We often advise employees on how to best handle their employment difficulties at work either while they are developing or after an employment action has been taken. It is important for employees who are experiencing workplace problems to keep focused while issues are developing and to follow some general guidelines. Here are 8 tips:
1. Remain Calm.
When facing employment issues, don’t get visibly upset in the workplace. As difficult as it may seem at the time, it is important to stay calm while at work even when dealing with significant employment issues. It generally is not helpful to argue with a supervisor over an employment issue that arises. Doing so can put an employee at risk for discipline, placement on leave or even retaliation.
2. Don’t Discuss Employment Issues on Social Media.
It is highly recommended that an employee not post his/her employment problems on social media (e.g., Facebook, Twitter). Employees often forget who they have friended in the social media realm. Our firm often sees insubordination or misconduct cases involving posts that employees have placed on their social media accounts about issues in their employment (or about a particular supervisor) that have somehow been forwarded on to the employer or supervisor involved.
3. Keep Your Legal Plans Private.
Employees often get understandably upset with supervisors about a particular employment situation (e.g. Letter of Warning, Suspension, etc.) and infer that they are going to take legal action. Do not let your supervisor or employer know about your legal plans prior to consulting with an attorney. It is important to keep your plans private. We have seen many occasions where an employee informs a supervisor that he/she is seeking legal assistance on an employment issue, which then causes retaliation by that supervisor. It is important not to clue in a supervisor as to your legal plans early in the process until an employee has sought legal advice.

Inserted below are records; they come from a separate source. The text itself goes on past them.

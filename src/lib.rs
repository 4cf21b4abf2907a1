//! Sky Raid - A vertical scrolling arcade shooter core
//!
//! Core modules:
//! - `sim`: Frame simulation (pools, quadtree, collisions, game state)
//! - `renderer`: Drawing seam and a headless renderer
//! - `platform`: Input, frame pacing and the session runner
//! - `assets`: Sprite ids and preload tracking
//! - `audio`: Round-robin sound pools driven by game events
//! - `settings`: Data-driven configuration

pub mod assets;
pub mod audio;
pub mod error;
pub mod platform;
pub mod renderer;
pub mod settings;
pub mod sim;

pub use error::SimError;
pub use settings::Settings;

/// Game configuration constants
pub mod consts {
    /// Target frame rate of the host loop
    pub const FRAME_RATE: u32 = 60;

    /// Default playfield dimensions
    pub const CANVAS_WIDTH: f32 = 600.0;
    pub const CANVAS_HEIGHT: f32 = 360.0;

    /// Enemy patrol band extends this far either side of the spawn column
    pub const ENEMY_PATROL_HALF_WIDTH: f32 = 90.0;
    /// Pixels an enemy drops before it starts patrolling
    pub const ENEMY_DESCENT_DEPTH: f32 = 140.0;
    /// Horizontal speed once patrolling
    pub const ENEMY_PATROL_SPEED: f32 = 1.5;
    /// One-off upward hop at the end of the descent
    pub const ENEMY_DESCENT_HOP: f32 = 5.0;
    pub const ENEMY_POINTS: u64 = 10;
    /// Descent speed of a fresh wave
    pub const ENEMY_SPEED: f32 = 2.0;
    pub const ENEMY_BULLET_SPEED: f32 = 2.5;
    /// Per-enemy, per-frame chance to fire
    pub const ENEMY_FIRE_CHANCE: f64 = 0.01;

    /// Wave layout
    pub const WAVE_SIZE: usize = 18;
    pub const WAVE_COLUMNS: usize = 6;
    pub const WAVE_ORIGIN_X: f32 = 100.0;
    /// Gap between columns, added to the enemy width
    pub const WAVE_COLUMN_GAP: f32 = 25.0;
    /// Row step in enemy heights (rows stack upward, off screen)
    pub const WAVE_ROW_SPACING: f32 = 1.5;

    /// Ship defaults
    pub const SHIP_SPEED: f32 = 3.0;
    /// Frames between volleys
    pub const SHIP_FIRE_RATE: u32 = 15;
    pub const SHIP_BULLET_SPEED: f32 = 3.0;
    /// Horizontal offset of each wing gun from the ship's center
    pub const SHIP_GUN_SPREAD: f32 = 13.5;

    pub const BACKGROUND_SCROLL_SPEED: f32 = 1.0;

    /// Pool capacities
    pub const BULLET_CAPACITY: usize = 30;
    pub const ENEMY_CAPACITY: usize = 30;
    pub const ENEMY_BULLET_CAPACITY: usize = 50;
}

4. Be Wary of Your HR Department.
Don’t necessarily trust your Human Resources (HR) department. Employees may think that HR is a neutral forum to raise employment issues, but this is generally not the case. Any employment issues that are raised by an employee may be forwarded back to your supervisor and can lead to retaliation. HR departments work for and tend to be loyal to senior level supervisors as opposed to working to properly enforce company policy. It is important to be careful in bringing issues to HR’s attention without first consulting with an attorney.
5. Don’t Use Your Work Email Account for Workplace Issues.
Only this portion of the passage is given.